WHAT IS BEING ASKED>
Find every line in the entries that holds the string "smallvec" and report it.

#####

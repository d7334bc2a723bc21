//! # Pearl
//!
//! Partial escape analysis with read elimination for CFG-based JIT
//! intermediate representations.
//!
//! For each heap allocation in a method, the pass decides whether it can
//! remain *virtual* - never materialized, its fields tracked as discrete
//! scalars - or must be *materialized* because it escapes the analyzed
//! region. Alongside, it memoizes field and array reads so that a load
//! whose value is already known at a program point is replaced by the
//! cached value instead of touching memory.
//!
//! ## Quick Start
//!
//! ```rust
//! use pearl::{Graph, ObjectLayout, Op, PartialEscapeAnalyzer, ValueKind, WHOLE_ACCESS};
//! use pearl::LocationIdentity;
//! use smallvec::smallvec;
//!
//! let mut graph = Graph::new();
//! let f = graph.fields.add("f", ValueKind::I32);
//! let point = graph.layouts.add(ObjectLayout::Instance { fields: smallvec![f] });
//!
//! let block = graph.add_block();
//! let init = graph.new_node();
//! let alloc = graph.new_node();
//! let read = graph.new_node();
//! graph.push_op(block, Op::Allocate { result: alloc, object: point, values: smallvec![init] });
//! graph.push_op(block, Op::Read {
//!     result: read,
//!     object: alloc,
//!     location: LocationIdentity::Field(f),
//!     index: WHOLE_ACCESS,
//!     kind: ValueKind::I32,
//! });
//!
//! let results = PartialEscapeAnalyzer::new().analyze(&graph).unwrap();
//! assert!(results.is_virtualized(point));
//! assert_eq!(results.substitution(read), Some(init));
//! ```
//!
//! ## Module Overview
//!
//! - [`ids`] - identifier newtypes (nodes, blocks, allocation sites, fields)
//! - [`kind`] - value kinds
//! - [`location`] - location identities and the field table
//! - [`ir`] - the op stream and CFG the analysis consumes
//! - [`ea`] - the analysis itself: substate, read cache, block state, driver
//! - [`error`] - invariant-violation errors that abort a method's analysis

pub mod ea;
pub mod error;
pub mod ids;
pub mod ir;
pub mod kind;
pub mod location;

// Re-export commonly used types
pub use ea::{
    AnalysisResults, AnalysisStats, AnalyzerConfig, BlockState, CacheKey, Classification,
    ObjectState, ObjectStates, PartialEscapeAnalyzer, ReadCache, WHOLE_ACCESS,
};
pub use error::{AnalysisError, AnalysisResult};
pub use ids::{BlockId, FieldId, NodeId, ObjectId};
pub use ir::{BlockData, Graph, ObjectLayout, ObjectLayouts, Op};
pub use kind::ValueKind;
pub use location::{FieldTable, LocationIdentity};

#####

RESULT OF THE TASK>
//! use smallvec::smallvec;
//! let point = graph.layouts.add(ObjectLayout::Instance { fields: smallvec![f] });
//! graph.push_op(block, Op::Allocate { result: alloc, object: point, values: smallvec![init] });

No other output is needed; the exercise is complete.